第2話

 0と1が無数に並んでいる。

《ベッド》を使って仮想世界に入る時は毎度この空間を通る。

《GW》とは言えここら辺は同じみたいだ。


「さあ、始まりの一歩だ」

 映画で言えば提供のロゴが終わるように0と1が消えた。

 そして眼前に広がるのは泉にある祭殿といった風情の場所だ。

 背後には水晶、そしてそれを中心に回転する輪のオブジェ。

 これまでのゲーム経験上、これは転移装置に類する何かだろう。


「チュートリアルとかないのか?」

 かなり不親切なゲームな気はするが、まあ他のVRMMOと似たようなシステムだろう。

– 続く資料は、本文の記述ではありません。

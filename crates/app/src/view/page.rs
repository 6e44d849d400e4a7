//! Full dashboard page model, assembled from a [`DashboardSnapshot`].

use serde::Serialize;

use eve_domain::mode::Mode;
use eve_domain::time::DisplayZone;

use super::{FridgePanel, MetricPanel, RoomCard};
use crate::services::dashboard::DashboardSnapshot;

/// Name shown in the banner.
pub const TITLE: &str = "Eve guardian";

/// Greeting banner.
#[derive(Debug, Clone, PartialEq, Eq, Serialize)]
pub struct Banner {
    pub title: &'static str,
    pub alert: &'static str,
    pub accent_color: &'static str,
}

/// One button of the mode toggle.
#[derive(Debug, Clone, PartialEq, Eq, Serialize)]
pub struct ModeButton {
    pub value: &'static str,
    pub label: &'static str,
    pub selected: bool,
}

/// Everything the dashboard page shows.
#[derive(Debug, Clone, PartialEq, Eq, Serialize)]
pub struct DashboardView {
    pub banner: Banner,
    pub modes: Vec<ModeButton>,
    pub fridge: FridgePanel,
    pub metric: MetricPanel,
    pub rooms: Vec<RoomCard>,
}

impl DashboardView {
    #[must_use]
    pub fn render(snapshot: &DashboardSnapshot, zone: &DisplayZone) -> Self {
        Self {
            banner: Banner {
                title: TITLE,
                alert: snapshot.alert,
                accent_color: snapshot.accent_color,
            },
            modes: Mode::ALL
                .into_iter()
                .map(|mode| ModeButton {
                    value: mode.as_str(),
                    label: mode.label(),
                    selected: mode == snapshot.mode,
                })
                .collect(),
            fridge: FridgePanel::render(&snapshot.fridge),
            metric: MetricPanel::render(&snapshot.metrics, zone),
            rooms: snapshot
                .rooms
                .iter()
                .map(|room| RoomCard::render(room, zone))
                .collect(),
        }
    }
}
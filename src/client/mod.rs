//! SMB client session engine

pub mod config;
pub mod connection;
pub mod correlation;
pub mod credits;
pub mod lock;
pub mod notify;
pub mod request;
pub mod session;
pub mod tree;

pub use config::{ClientConfig, ClientConfigBuilder};
pub use connection::{Connection, ConnectionState, NegotiatedProperties};
pub use correlation::ResponseFuture;
pub use notify::{Notification, NotificationHandler};
pub use request::Request;
pub use session::{Session, SessionState};
pub use tree::{TreeConnect, TreeState};

use crate::auth::Authenticator;
use crate::error::{Error, Result};
use crate::transport::SmbTransport;
use tracing::info;

/// Entry point: opens negotiated connections with one configuration
#[derive(Debug, Clone, Default)]
pub struct SmbClient {
    config: ClientConfig,
}

impl SmbClient {
    /// Create a new SMB client with default configuration
    pub fn new() -> Self {
        Self::default()
    }

    /// Create a new SMB client with custom configuration
    pub fn with_config(config: ClientConfig) -> Self {
        Self { config }
    }

    pub fn config(&self) -> &ClientConfig {
        &self.config
    }

    /// Resolve `host`, connect over direct TCP and negotiate
    pub async fn connect(&self, host: &str, port: u16) -> Result<Connection> {
        let addr = tokio::net::lookup_host((host, port))
            .await?
            .next()
            .ok_or_else(|| Error::TransportFailure(format!("{} did not resolve", host)))?;
        info!("Connecting to {} as {}", addr, self.config.client_name);

        let connection = Connection::connect(addr, self.config.clone()).await?;
        Self::negotiate_or_close(connection).await
    }

    /// Negotiate over an already connected transport
    pub async fn connect_transport(&self, transport: Box<dyn SmbTransport>) -> Result<Connection> {
        let connection = Connection::new(transport, self.config.clone())?;
        Self::negotiate_or_close(connection).await
    }

    async fn negotiate_or_close(connection: Connection) -> Result<Connection> {
        if let Err(e) = connection.negotiate().await {
            let _ = connection.disconnect().await;
            return Err(e);
        }
        Ok(connection)
    }

    /// Authenticate a new session on `connection`
    pub async fn session_setup(
        &self,
        connection: &Connection,
        authenticator: &mut dyn Authenticator,
    ) -> Result<Session> {
        Session::establish(connection, authenticator).await
    }
}
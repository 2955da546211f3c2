//! SMB2/3 client session engine in Rust
//!
//! Negotiation, session and tree-connect state machines, message signing,
//! credit accounting and message-id correlation over any ordered byte
//! stream.

#![allow(missing_docs)]
#![forbid(unsafe_code)]

pub mod auth;
pub mod error;
pub mod protocol;
pub mod transport;

#[cfg(feature = "client")]
pub mod client;

#[cfg(all(test, feature = "client"))]
pub mod e2e_tests;

pub use error::{Error, Result};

 指を二本立て、それを振る。普通のゲームならこれでメニュー画面が出るはずだ。

 しかし、メニュー画面が出ることはなかった。


「おいおい、独自システム使うならチュートリアルは必須だろうが。無能だなあ」

 掌を掲げて下ろす。口に出して要求する。視界の中でメニューボタンがありそうな空間に触れてみる。色々試したが結果は変な舞を踊るはめになるだけだった。

「まあ、誰かに聞くか」

 人一人いない泉に用はないしちょっと離れたところにある壁でも目指すか。

 きっとあの壁の先に最初の街があるはずだ。


 祭壇から降りて周囲の林を越えるともう十メートル程で壁に触れられる。

 入口を求めて壁に沿って歩くと、すぐに衛兵らしき男が立っていた。

「こんにちはー」

 挨拶は大事だ。ひょっとしたら何か情報をくれるかもしれないし。


「こんにちは、ここは《始まりの街》だ」

 衛兵らしき男は、そう端的に言い、押し黙る。

「NPCか……なあ、メニューの出し方教えてくれ」

 男は怪訝な顔を浮かべるだけで応えてはくれない。

 どうやらこの男のAIの中には回答がないらしい。

 ならもうこいつには用はない。先へ急ごう。


 衛兵に止められることもなく、壁の内側に足を踏み入れるとさすが《始まりの街》だった。

 広い。人がたくさんいる。道行く人が貧相な感じ。

 まず大通りの果てが見えない。

 通りの両側には露店が並び、人々がそこで買物をしている。

 堅牢な装備で身を守っている者は一人も居らず、全員言わば布の服を装備していた。


「かぁー、いいねえ。このゲーム感! それにやっぱりな」

 周囲の買物客、道行く老若男女、誰もが充実した顔をしていた。

 誰一人自分の境遇を嘆いているといった表情を浮かべる者はいない。

 自分も早くジョブやら何か身に着けて第二の人生を歩みたい。


「そのためにはまずヘルプか何かに目を通しておきたいんだけど……」

 試しにその辺にいた男に聞いてみる。

 男はもう完全にTシャツ、パンツとスニーカー。まるでリアルの街中を歩いているといった恰好だった。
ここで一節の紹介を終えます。